- Pitcher
- Born: 1921 Caracas, Venezuela
- Died: July 30, 1956 (aged 34–35) Caracas, Venezuela

Member of the Venezuelan

Baseball Hall of Fame
- Induction: 2006 (as part of 1941 AWS team)

Medals
Representing Venezuela
Men's baseball
Baseball World Cup
| Gold medal – first place | 1941 Havana | Team |

= Pedro Nelson =

Venezuelan baseball player (1921–1956)

Pedro Nelson (1921 – June 30, 1956) was a Venezuelan professional baseball player and musician. Nelson was a member of the Venezuela national baseball team that won the 1941 Amateur World Series, and later played in the early years of the Venezuelan Professional Baseball League (LVBP). He was nicknamed El Buzo ("The Diver").

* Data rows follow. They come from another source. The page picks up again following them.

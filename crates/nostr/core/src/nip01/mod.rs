//! NIP-01: Basic protocol flow
//!
//! Events, their canonical serialization and signatures, and the subscription
//! filters relays evaluate against them.
//!
//! Internal module boundaries:
//! - `error`: shared error and result types
//! - `types`: fixed-size identifiers and timestamps
//! - `keys`: keypairs and the Schnorr sign/verify seam
//! - `kinds`: kind constants and classification
//! - `event`: events, templates and profile metadata
//! - `filter`: subscription filters and matching
//! - `tests`: event/filter coverage
//!
//! # Canonical serialization
//!
//! ```text
//! [0, <pubkey hex>, <created_at>, <kind>, <tags>, <content>]
//! ```
//!
//! The event id is the SHA-256 of that UTF-8 string, and the signature is a
//! BIP-340 Schnorr signature over the id.
//!
//! # Lenient decoding
//!
//! A `pubkey` or `sig` that fails to parse inside event JSON becomes the null
//! sentinel instead of failing the whole event. Such events still decode (so a
//! relay can hold and forward them) but never verify.
//!
//! # References
//!
//! - NIP-01: <https://github.com/nostr-protocol/nips/blob/master/01.md>

mod error;
mod event;
mod filter;
mod keys;
mod kinds;
mod types;

pub use error::{Nip01Error, Result};
pub use event::{
    Event, EventTemplate, Metadata, get_event_hash, get_parameterized_id, serialize_event,
};
pub use filter::{Filter, matches_any};
pub use keys::{Keypair, schnorr_sign, schnorr_verify};
pub use kinds::{
    KIND_CLIENT_AUTH, KIND_CONTACTS, KIND_LONG_FORM_CONTENT, KIND_METADATA, KIND_RECOMMEND_RELAY,
    KIND_SHORT_TEXT_NOTE, KindClassification, classify_kind, is_addressable_kind,
    is_ephemeral_kind, is_regular_kind, is_replaceable_kind,
};
pub use types::{EventId, PublicKey, SecretKey, Signature, Timestamp};
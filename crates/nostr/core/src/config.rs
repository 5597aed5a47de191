//! Codec policies.
//!
//! Two behaviors differ between relay implementations in the wild: whether
//! filter `since`/`until` bounds are inclusive, and whether an oversized `note`
//! payload is truncated or rejected. [`CodecConfig`] makes both explicit.

use anyhow::{Context, Result, bail};
use serde::{Deserialize, Serialize};

pub const ENV_TIMESTAMP_BOUNDS: &str = "NOSTR_WIRE_TIMESTAMP_BOUNDS";
pub const ENV_NOTE_PAYLOAD: &str = "NOSTR_WIRE_NOTE_PAYLOAD";
pub const ENV_VERIFY_CHECKSUM: &str = "NOSTR_WIRE_VERIFY_CHECKSUM";

/// How filter `since`/`until` compare against `created_at`.
#[derive(Debug, Clone, Copy, PartialEq, Eq, Default, Serialize, Deserialize)]
#[serde(rename_all = "lowercase")]
pub enum TimestampBounds {
    /// `since <= created_at <= until`
    #[default]
    Inclusive,
    /// `since < created_at < until`
    Exclusive,
}

impl TimestampBounds {
    pub fn as_str(&self) -> &'static str {
        match self {
            Self::Inclusive => "inclusive",
            Self::Exclusive => "exclusive",
        }
    }

    pub fn parse(value: &str) -> Option<Self> {
        match value.trim().to_lowercase().as_str() {
            "inclusive" => Some(Self::Inclusive),
            "exclusive" => Some(Self::Exclusive),
            _ => None,
        }
    }
}

/// What to do with a `note` payload longer than 32 bytes.
#[derive(Debug, Clone, Copy, PartialEq, Eq, Default, Serialize, Deserialize)]
#[serde(rename_all = "lowercase")]
pub enum NotePayloadPolicy {
    /// Keep the first 32 bytes.
    #[default]
    Truncate,
    /// Fail decoding.
    Reject,
}

impl NotePayloadPolicy {
    pub fn as_str(&self) -> &'static str {
        match self {
            Self::Truncate => "truncate",
            Self::Reject => "reject",
        }
    }

    pub fn parse(value: &str) -> Option<Self> {
        match value.trim().to_lowercase().as_str() {
            "truncate" => Some(Self::Truncate),
            "reject" => Some(Self::Reject),
            _ => None,
        }
    }
}

/// Policy knobs shared by the filter, NIP-19 and message codecs.
#[derive(Debug, Clone, PartialEq, Eq, Serialize, Deserialize)]
#[serde(default)]
pub struct CodecConfig {
    pub timestamp_bounds: TimestampBounds,
    pub note_payload: NotePayloadPolicy,
    /// Verify the bech32 checksum when decoding addresses.
    pub verify_checksum: bool,
}

impl Default for CodecConfig {
    fn default() -> Self {
        Self {
            timestamp_bounds: TimestampBounds::default(),
            note_payload: NotePayloadPolicy::default(),
            verify_checksum: true,
        }
    }
}

impl CodecConfig {
    /// Defaults overlaid with any `NOSTR_WIRE_*` environment variables.
    pub fn from_env() -> Result<Self> {
        Self::from_lookup(|name| std::env::var(name).ok())
    }

    fn from_lookup(lookup: impl Fn(&str) -> Option<String>) -> Result<Self> {
        let mut config = Self::default();

        if let Some(value) = lookup(ENV_TIMESTAMP_BOUNDS) {
            config.timestamp_bounds = TimestampBounds::parse(&value)
                .with_context(|| format!("{ENV_TIMESTAMP_BOUNDS} must be inclusive or exclusive"))?;
        }

        if let Some(value) = lookup(ENV_NOTE_PAYLOAD) {
            config.note_payload = NotePayloadPolicy::parse(&value)
                .with_context(|| format!("{ENV_NOTE_PAYLOAD} must be truncate or reject"))?;
        }

        if let Some(value) = lookup(ENV_VERIFY_CHECKSUM) {
            config.verify_checksum = match value.trim() {
                "1" | "true" => true,
                "0" | "false" => false,
                other => bail!("{ENV_VERIFY_CHECKSUM} must be true or false, got {other:?}"),
            };
        }

        Ok(config)
    }
}

#[cfg(test)]
mod tests {
    use super::*;
    use std::collections::HashMap;

    fn lookup(pairs: &[(&str, &str)]) -> impl Fn(&str) -> Option<String> {
        let map: HashMap<String, String> = pairs
            .iter()
            .map(|(k, v)| ((*k).to_string(), (*v).to_string()))
            .collect();
        move |name| map.get(name).cloned()
    }

    #[test]
    fn test_defaults() {
        let config = CodecConfig::default();
        assert_eq!(config.timestamp_bounds, TimestampBounds::Inclusive);
        assert_eq!(config.note_payload, NotePayloadPolicy::Truncate);
        assert!(config.verify_checksum);
    }

    #[test]
    fn test_env_overlay() {
        let config = CodecConfig::from_lookup(lookup(&[
            (ENV_TIMESTAMP_BOUNDS, "Exclusive"),
            (ENV_NOTE_PAYLOAD, "reject"),
            (ENV_VERIFY_CHECKSUM, "false"),
        ]))
        .unwrap();

        assert_eq!(config.timestamp_bounds, TimestampBounds::Exclusive);
        assert_eq!(config.note_payload, NotePayloadPolicy::Reject);
        assert!(!config.verify_checksum);
    }

    #[test]
    fn test_env_overlay_rejects_unknown_values() {
        assert!(CodecConfig::from_lookup(lookup(&[(ENV_TIMESTAMP_BOUNDS, "open")])).is_err());
        assert!(CodecConfig::from_lookup(lookup(&[(ENV_NOTE_PAYLOAD, "drop")])).is_err());
        assert!(CodecConfig::from_lookup(lookup(&[(ENV_VERIFY_CHECKSUM, "yes")])).is_err());
    }

    #[test]
    fn test_partial_json_uses_defaults() {
        let config: CodecConfig = serde_json::from_str(r#"{"note_payload":"reject"}"#).unwrap();
        assert_eq!(config.note_payload, NotePayloadPolicy::Reject);
        assert_eq!(config.timestamp_bounds, TimestampBounds::Inclusive);
        assert!(config.verify_checksum);
    }
}
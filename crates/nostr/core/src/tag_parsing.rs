pub(crate) fn tag_name(tag: &[String]) -> Option<&str> {
    tag.first().map(String::as_str)
}

pub(crate) fn tag_field(tag: &[String], index: usize) -> Option<&str> {
    tag.get(index).map(String::as_str)
}

pub(crate) fn is_tag(tag: &[String], name: &str) -> bool {
    matches!(tag_name(tag), Some(tag_name) if tag_name == name)
}

pub(crate) fn find_tag<'a>(tags: &'a [Vec<String>], name: &str) -> Option<&'a [String]> {
    tags.iter()
        .find(|tag| is_tag(tag, name) && tag_field(tag, 1).is_some())
        .map(Vec::as_slice)
}

pub(crate) fn find_tag_value<'a>(tags: &'a [Vec<String>], name: &str) -> Option<&'a str> {
    find_tag(tags, name).and_then(|tag| tag_field(tag, 1))
}

pub(crate) fn collect_tag_values(tags: &[Vec<String>], name: &str) -> Vec<String> {
    tags.iter()
        .filter(|tag| is_tag(tag, name))
        .filter_map(|tag| tag_field(tag, 1).map(str::to_owned))
        .collect()
}

/// The `d` tag identifier of an addressable event.
///
/// `Some("")` for a `d` tag without a value; `None` when no `d` tag exists.
pub(crate) fn parameterized_id(tags: &[Vec<String>]) -> Option<&str> {
    tags.iter()
        .find(|tag| is_tag(tag, "d"))
        .map(|tag| tag_field(tag, 1).unwrap_or_default())
}
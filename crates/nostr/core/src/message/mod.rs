//! Relay protocol messages (NIP-01, NIP-42, NIP-45)
//!
//! Every message is a JSON array whose first element names its type:
//!
//! ```text
//! client -> relay                      relay -> client
//! ["EVENT", <event>]                   ["EVENT", <sub_id>, <event>]
//! ["REQ", <sub_id>, <filter>, ...]     ["OK", <event_id>, <bool>, <msg>]
//! ["CLOSE", <sub_id>]                  ["EOSE", <sub_id>]
//! ["AUTH", <event>]                    ["CLOSED", <sub_id>, <msg>]
//! ["COUNT", <sub_id>, <filter>, ...]   ["NOTICE", <msg>]
//!                                      ["AUTH", <challenge>]
//!                                      ["COUNT", <n>]
//! ```
//!
//! `EVENT`, `AUTH` and `COUNT` exist in both directions. The shape of the
//! second element tells them apart: an object is a client event, a string is a
//! relay subscription id or challenge (or a client `COUNT` subscription id), a
//! number is a relay count.
//!
//! Elements after the last known position are ignored when decoding, so relays
//! may append fields.
//!
//! Internal module boundaries:
//! - `error`: shared error and result types
//! - `codec`: positional access to raw array elements
//! - `client`: client-to-relay messages
//! - `relay`: relay-to-client messages
//! - `tests`: round trips and malformed input

mod client;
mod codec;
mod error;
mod relay;

pub use client::ClientMessage;
pub use error::{MessageError, Result};
pub use relay::RelayMessage;

use codec::WireArray;
use serde::ser::{Serialize, Serializer};
use tracing::debug;

/// A wire message in either direction.
#[derive(Debug, Clone, PartialEq, Eq)]
pub enum Message {
    Client(ClientMessage),
    Relay(RelayMessage),
}

#[derive(Debug, Clone, Copy, PartialEq, Eq)]
enum Direction {
    Client,
    Relay,
}

impl Message {
    pub fn from_json(json: &str) -> Result<Self> {
        let wire = WireArray::parse(json)?;
        match direction(&wire)? {
            Direction::Client => ClientMessage::decode(&wire).map(Self::Client),
            Direction::Relay => RelayMessage::decode(&wire).map(Self::Relay),
        }
    }

    pub fn to_json(&self) -> Result<String> {
        Ok(serde_json::to_string(self)?)
    }

    pub fn kind(&self) -> &'static str {
        match self {
            Self::Client(message) => message.kind(),
            Self::Relay(message) => message.kind(),
        }
    }
}

impl From<ClientMessage> for Message {
    fn from(message: ClientMessage) -> Self {
        Self::Client(message)
    }
}

impl From<RelayMessage> for Message {
    fn from(message: RelayMessage) -> Self {
        Self::Relay(message)
    }
}

impl Serialize for Message {
    fn serialize<S: Serializer>(&self, serializer: S) -> std::result::Result<S::Ok, S::Error> {
        match self {
            Self::Client(message) => message.serialize(serializer),
            Self::Relay(message) => message.serialize(serializer),
        }
    }
}

fn direction(wire: &WireArray<'_>) -> Result<Direction> {
    let kind = wire.kind();
    match kind {
        "REQ" | "CLOSE" => Ok(Direction::Client),
        "OK" | "EOSE" | "CLOSED" | "NOTICE" => Ok(Direction::Relay),
        "EVENT" | "AUTH" => match wire.peek(1) {
            Some(b'{') => Ok(Direction::Client),
            Some(b'"') => Ok(Direction::Relay),
            Some(_) => Err(MessageError::MalformedWireJson(format!(
                "{kind} expects an event object or a string"
            ))),
            None => Err(MessageError::MalformedWireJson(format!(
                "{kind} missing second element"
            ))),
        },
        "COUNT" => match wire.peek(1) {
            Some(b'"') => Ok(Direction::Client),
            Some(b'0'..=b'9') => Ok(Direction::Relay),
            Some(_) => Err(MessageError::MalformedWireJson(
                "COUNT expects a subscription id or a count".to_string(),
            )),
            None => Err(MessageError::MalformedWireJson(
                "COUNT missing second element".to_string(),
            )),
        },
        other => {
            debug!("rejecting unknown message type {:?}", other);
            Err(MessageError::UnknownMessageKind(other.to_string()))
        }
    }
}

#[cfg(test)]
mod tests;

Born in La Pastora, Caracas, Nelson played as a catcher, pitcher, and outfielder in Venezuela's First Division, with the Magallanes and Venezuela clubs. Nelson pitched with the Venezuelan national team at the 1940 Amateur World Series in Havana. He was included in the roster of the national team that won the 1941 Amateur World Series in Havana, though he was the sole player on the team to not see action in the tournament. After the establishment of the LVBP in 1946, he played four professional seasons: three with Venezuela (1946; 1947-48 and 1948–49) and one with Magallanes (1946–47).

Nalson preferred music to baseball. After his playing career ended in 1949, he joined Billo's Caracas Boys, the orchestra headed by Dominican bandleader Billo Frómeta, as a bongos player. He also sang as part of a trio with Manolo Monterrey and Rafa Galindo, and became known for his part in the song "La Burrita de Petare."

Nelson died of a heart attack in 1956. Despite the fact that he did not play in the 1941 tournament, Nelson was inducted with the rest of his teammates into the Venezuelan Baseball Hall of Fame and Museum. He was also memorialized, with his nickname "Buzo," in Andrés Eloy Blanco's poem "Romance del campeonato", chronicling the 1941 team.